The first toy trains were made of lead and had no moving parts. Some had wheels that flipped, but these needed to be pushed or pulled. A few of the early 19th-century push toy rails were made of tinplate, like the big, durable, stylized locomotive toys in the U.S., that were painted gold and red and decorated with hearts and flowers. model trains buildings
Around 1875, technological advancements in materials and manufacturing allowed tin to be stamped, cut, rolled, and lithographed faster than previously.
Toy trains were altered when Märklin, a German company that specialized in doll house accessories, sought to create an equivalent toy for boys where a continuous revenue stream could be guaranteed by purchasing add-on accessories for years after the initial purchase. Along with boxed sets comprising a train and track, Märklin offered additional track, rolling stock, and buildings offered separately, creating the predecessor to the modern model train layout featuring buildings and scenery along with an operating train.
Electric trains followed, with the first appearing in 1897, produced by the U.S. firm Carlisle & Finch. As residential use of electricity became more common in the early 20th century, electric trains gained popularity and as time moved on, these electric trains grew in sophistication, gaining lighting, the ability to change management, to emit a whistling noise, to smoke, to remotely couple and uncouple cars and even load and unload freight. Toy trains from the first half of the 20th century were frequently made of lithographed tin; later trains were frequently made mainly of plastic.
Pull toys and wind-up trains were marketed by children, while electric trains were marketed towards teens, especially teenaged boys. It was during the 1950s that the modern emphasis on realism in model railroading started to catch on.
Consumer interest in trains as toys waned in the late 1950s, but has undergone resurgence since the late 1990s due in large part to the popularity of Thomas the Tank Engine.

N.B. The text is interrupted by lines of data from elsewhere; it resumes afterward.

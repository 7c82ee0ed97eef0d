use std::process::ExitCode;

use clap::Parser;
use slate_engine::cli::{self, format_message, logger, parsers::CliParser};
use slate_engine::config::Config;

fn main() -> ExitCode {
    let args = CliParser::parse();

    let config = match Config::from_env() {
        Ok(config) => config,
        Err(message) => {
            eprintln!("{}", format_message("config", message));
            return ExitCode::FAILURE;
        }
    };

    if let Err(message) = logger::init(config.log_level) {
        eprintln!("{}", format_message("system", message));
    }

    match cli::run(args, config) {
        Ok(result) => {
            println!("{}", result);
            ExitCode::SUCCESS
        }
        Err(message) => {
            eprintln!("{}", message);
            ExitCode::FAILURE
        }
    }
}
//! The thin command line front of the engine. Each invocation opens the
//! database, runs a single command and exits; the snapshot file is the only
//! state carried between runs.

use log::debug;

use crate::{
    cli::{
        messages::{highlight_argument, system_message},
        parsers::CliParser,
    },
    config::Config,
    persistence::Database,
};

mod colors;
mod commands;
pub mod logger;
mod messages;
pub mod parsers;

pub use commands::{CommandExecutor, CommandResult};
pub use messages::system_message as format_message;

pub fn run(args: CliParser, config: Config) -> Result<CommandResult, String> {
    //! Open the database named on the command line and run its command.
    //!
    //! `--data-dir` wins over the configured data directory.

    let data_dir = args.data_dir.unwrap_or(config.data_dir);
    debug!(
        "using data directory {}",
        highlight_argument(&data_dir.display().to_string())
    );

    let mut database = Database::open(&args.database, &data_dir).map_err(|e| {
        system_message(
            "system",
            format!(
                "Could not open database {}: {}",
                highlight_argument(&args.database),
                e
            ),
        )
    })?;

    CommandExecutor::new(args.command, &mut database)
        .execute()
        .map_err(|e| system_message("error", e))
}
//! Runtime settings, read from the environment.
//!
//! A `.env` file in the working directory is loaded first (if there is one),
//! so the same variables can be kept there instead of the shell:
//!
//! - `SLATE_DATA_DIR`: where snapshot files live, defaults to `.`
//! - `SLATE_LOG`: log level (`off`, `error`, `warn`, `info`, `debug`, `trace`),
//!   defaults to `info`

use std::env;
use std::path::PathBuf;
use std::str::FromStr;

use log::LevelFilter;

pub const DATA_DIR_VAR: &str = "SLATE_DATA_DIR";
pub const LOG_LEVEL_VAR: &str = "SLATE_LOG";

#[derive(Debug, Clone, PartialEq)]
pub struct Config {
    pub data_dir: PathBuf,
    pub log_level: LevelFilter,
}

impl Default for Config {
    fn default() -> Self {
        Config {
            data_dir: PathBuf::from("."),
            log_level: LevelFilter::Info,
        }
    }
}

impl Config {
    pub fn from_env() -> Result<Config, String> {
        //! Load `.env` if present and build the config from the process
        //! environment.

        if let Err(error) = dotenvy::dotenv() {
            if !error.not_found() {
                return Err(format!("invalid .env file: {}", error));
            }
        }

        Config::from_vars(env::var(DATA_DIR_VAR).ok(), env::var(LOG_LEVEL_VAR).ok())
    }

    pub fn from_vars(data_dir: Option<String>, log_level: Option<String>) -> Result<Config, String> {
        let mut config = Config::default();

        if let Some(data_dir) = data_dir.filter(|dir| !dir.trim().is_empty()) {
            config.data_dir = PathBuf::from(data_dir);
        }

        if let Some(level) = log_level {
            config.log_level = LevelFilter::from_str(level.trim())
                .map_err(|_| format!("invalid log level {}: set {} to e.g. info", level, LOG_LEVEL_VAR))?;
        }

        Ok(config)
    }
}
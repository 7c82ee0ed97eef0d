//! Persistence as tables needs to have the following components
//! - Value (a single typed cell)
//! - Schema (mapping of column names to declared types, order is important)
//! - Constraint (not-null and primary-key rules attached to columns)
//! - Row (based on a Schema, one entry per column)
//! - Table (made of many Rows, validates and finds them by primary key)
//! - Query (equality filters and a single-column sort over a table's rows)
//! - Database (owns the tables and saves them after every change)
//! - Storage (the JSON snapshot file behind a database)
//!

//  All modules of this lib
mod constraint;
mod database;
mod query;
mod row;
mod schema;
mod storage;
mod table;
mod value;

//  External API
pub use constraint::{Constraint, KeySet};
pub use database::{Database, SharedDatabase};
pub use query::{Predicate, TableReader, filter_rows, sort_rows};
pub use row::Row;
pub use schema::{ColumnInformation, ColumnType, Schema};
pub use storage::SnapshotStore;
pub use table::Table;
pub use value::Value;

Today, S gauge and O gauge railroads continue to be considered toy trains even by their own adherents and are often accessorized with semi-scale model buildings by Plasticville or even K-Line (who owns the rights to the Plasticville-like buildings created by Marx in the 1950s to the 1970s). However, as a result of their high cost, one is more inclined to locate an HO scale or N scale train set at a toy shop than an O scale collection.
Many modern electric toy trains comprise sophisticated electronic equipment which emit digitized sound effects and allow the operator to safely and easily run multiple remote controller trains on a single loop of track. In recent years, many toy rail operators will operate a train using a TV camera in the front of the motor and hooked up to a display, such as pc monitor. This will show an image, similar to that of a genuine (smaller size) railroad.